EXERCISE DETAILS -> Return all lines of the data in which the string "help" occurs.

Collected data entries:
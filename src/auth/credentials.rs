//! Credential authenticator.
//!
//! Both login kinds feed [`authorize`], which returns the minimal [`Identity`] the
//! session issuer reloads from.

use chrono::{DateTime, Utc};
use tracing::{info, instrument, warn};
use uuid::Uuid;

use super::error::AuthError;
use super::password::verify_password;
use super::utils::normalize_identifier;
use crate::store::{InsertOutcome, NewUser, UserStore};

#[derive(Clone, Debug, PartialEq, Eq)]
pub struct Identity {
    pub id: Uuid,
    pub email: String,
}

/// Profile asserted by an external identity provider.
#[derive(Clone, Debug)]
pub struct FederatedIdentity {
    pub provider: &'static str,
    pub subject: String,
    pub email: String,
    pub name: String,
    pub image: Option<String>,
}

pub enum Login {
    Credentials { identifier: String, secret: String },
    Federated(FederatedIdentity),
}

/// # Errors
/// `InvalidCredentials`, `EmailNotVerified` or `AccountNotLinked` on rejection,
/// `Internal` on store or hashing failure.
pub async fn authorize(
    store: &dyn UserStore,
    login: Login,
    now: DateTime<Utc>,
) -> Result<Identity, AuthError> {
    match login {
        Login::Credentials { identifier, secret } => {
            authorize_credentials(store, &identifier, &secret).await
        }
        Login::Federated(profile) => authorize_federated(store, profile, now).await,
    }
}

#[instrument(skip_all)]
async fn authorize_credentials(
    store: &dyn UserStore,
    identifier: &str,
    secret: &str,
) -> Result<Identity, AuthError> {
    let identifier = normalize_identifier(identifier);
    let Some(user) = store.find_by_login(&identifier).await? else {
        return Err(AuthError::InvalidCredentials);
    };
    // Federated-only accounts have no password to check.
    let Some(hash) = user.password_hash.as_deref() else {
        return Err(AuthError::InvalidCredentials);
    };
    if !verify_password(secret, hash).await? {
        warn!(user_id = %user.id, "Password mismatch");
        return Err(AuthError::InvalidCredentials);
    }
    // Only checked after the password matched.
    if !user.is_verified() {
        return Err(AuthError::EmailNotVerified);
    }

    Ok(Identity {
        id: user.id,
        email: user.email,
    })
}

#[instrument(skip_all, fields(provider = profile.provider))]
async fn authorize_federated(
    store: &dyn UserStore,
    profile: FederatedIdentity,
    now: DateTime<Utc>,
) -> Result<Identity, AuthError> {
    let email = normalize_identifier(&profile.email);

    if let Some(user) = store.find_by_email(&email).await? {
        if user.password_hash.is_some() {
            warn!(user_id = %user.id, "Federated login for a password account");
            return Err(AuthError::AccountNotLinked);
        }
        return Ok(Identity {
            id: user.id,
            email: user.email,
        });
    }

    let outcome = store
        .insert(NewUser {
            email,
            username: None,
            name: profile.name,
            image: profile.image,
            password_hash: None,
            email_verified: Some(now),
            verify_token: None,
        })
        .await?;

    match outcome {
        InsertOutcome::Created(user) => {
            info!(user_id = %user.id, subject = %profile.subject, "Federated account created");
            Ok(Identity {
                id: user.id,
                email: user.email,
            })
        }
        // Lost a race with a concurrent registration for the same address.
        InsertOutcome::Conflict => Err(AuthError::AccountNotLinked),
    }
}
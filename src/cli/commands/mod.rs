pub mod auth;
pub mod email;
pub mod google;
pub mod logging;

use clap::{
    builder::styling::{AnsiColor, Effects, Styles},
    Arg, ColorChoice, Command,
};

pub const ARG_PORT: &str = "port";
pub const ARG_DSN: &str = "dsn";
pub const ARG_BASE_URL: &str = "base-url";
pub const ARG_SITE_NAME: &str = "site-name";

#[must_use]
pub fn new() -> Command {
    let styles = Styles::styled()
        .header(AnsiColor::Yellow.on_default() | Effects::BOLD)
        .usage(AnsiColor::Green.on_default() | Effects::BOLD)
        .literal(AnsiColor::Blue.on_default() | Effects::BOLD)
        .placeholder(AnsiColor::Green.on_default());

    let long_version: &'static str = Box::leak(
        format!("{} - {}", env!("CARGO_PKG_VERSION"), crate::GIT_COMMIT_HASH).into_boxed_str(),
    );

    let command = Command::new("authgate")
        .about("Credential, federated and session authentication")
        .version(env!("CARGO_PKG_VERSION"))
        .long_version(long_version)
        .color(ColorChoice::Auto)
        .styles(styles)
        .arg(
            Arg::new(ARG_PORT)
                .short('p')
                .long(ARG_PORT)
                .help("Port to listen on")
                .default_value("8080")
                .env("AUTHGATE_PORT")
                .value_parser(clap::value_parser!(u16)),
        )
        .arg(
            Arg::new(ARG_DSN)
                .short('d')
                .long(ARG_DSN)
                .help("Database connection string")
                .env("AUTHGATE_DSN")
                .hide_env_values(true)
                .required(true),
        )
        .arg(
            Arg::new(ARG_BASE_URL)
                .long(ARG_BASE_URL)
                .help("Public site URL used in email links, CORS and OAuth callbacks")
                .env("AUTHGATE_BASE_URL")
                .default_value("http://localhost:3000"),
        )
        .arg(
            Arg::new(ARG_SITE_NAME)
                .long(ARG_SITE_NAME)
                .help("Site name shown in emails")
                .env("AUTHGATE_SITE_NAME")
                .default_value("Authgate"),
        );

    let command = auth::with_args(command);
    let command = email::with_args(command);
    let command = google::with_args(command);
    logging::with_args(command)
}
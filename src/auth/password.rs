//! Password hashing (bcrypt) and strength rules.

use anyhow::{Context, Result};

/// bcrypt cost factor.
const BCRYPT_COST: u32 = 10;

const MIN_PASSWORD_LENGTH: usize = 8;

pub const WEAK_PASSWORD_MESSAGE: &str = "Password must include at least one lowercase letter, \
     one uppercase letter, one number, and one special character.";

/// Return the first strength rule the password fails, if any.
#[must_use]
pub fn weakness(password: &str) -> Option<&'static str> {
    if password.chars().count() < MIN_PASSWORD_LENGTH {
        return Some("Password must be at least 8 characters long.");
    }
    if !password.chars().any(|c| c.is_ascii_lowercase()) {
        return Some("Password must contain at least one lowercase letter.");
    }
    if !password.chars().any(|c| c.is_ascii_uppercase()) {
        return Some("Password must contain at least one uppercase letter.");
    }
    if !password.chars().any(|c| c.is_ascii_digit()) {
        return Some("Password must contain at least one number.");
    }
    if !password
        .chars()
        .any(|c| c.is_ascii_punctuation() || c == ' ')
    {
        return Some("Password must contain at least one special character.");
    }
    None
}

/// Hash a password on the blocking pool.
///
/// # Errors
/// Returns an error if bcrypt fails or the blocking task panics.
pub async fn hash_password(password: &str) -> Result<String> {
    let password = password.to_string();
    tokio::task::spawn_blocking(move || bcrypt::hash(password, BCRYPT_COST))
        .await
        .context("password hashing task failed")?
        .context("bcrypt hash")
}

/// Compare a plaintext password with a stored bcrypt hash on the blocking pool.
///
/// # Errors
/// Returns an error if the stored hash is malformed or the blocking task panics.
pub async fn verify_password(password: &str, hash: &str) -> Result<bool> {
    let password = password.to_string();
    let hash = hash.to_string();
    tokio::task::spawn_blocking(move || bcrypt::verify(password, &hash))
        .await
        .context("password verification task failed")?
        .context("bcrypt verify")
}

TASK OUTPUT ->
                .help("Port to listen on")
                .help("Database connection string")
                .help("Public site URL used in email links, CORS and OAuth callbacks")
                .help("Site name shown in emails")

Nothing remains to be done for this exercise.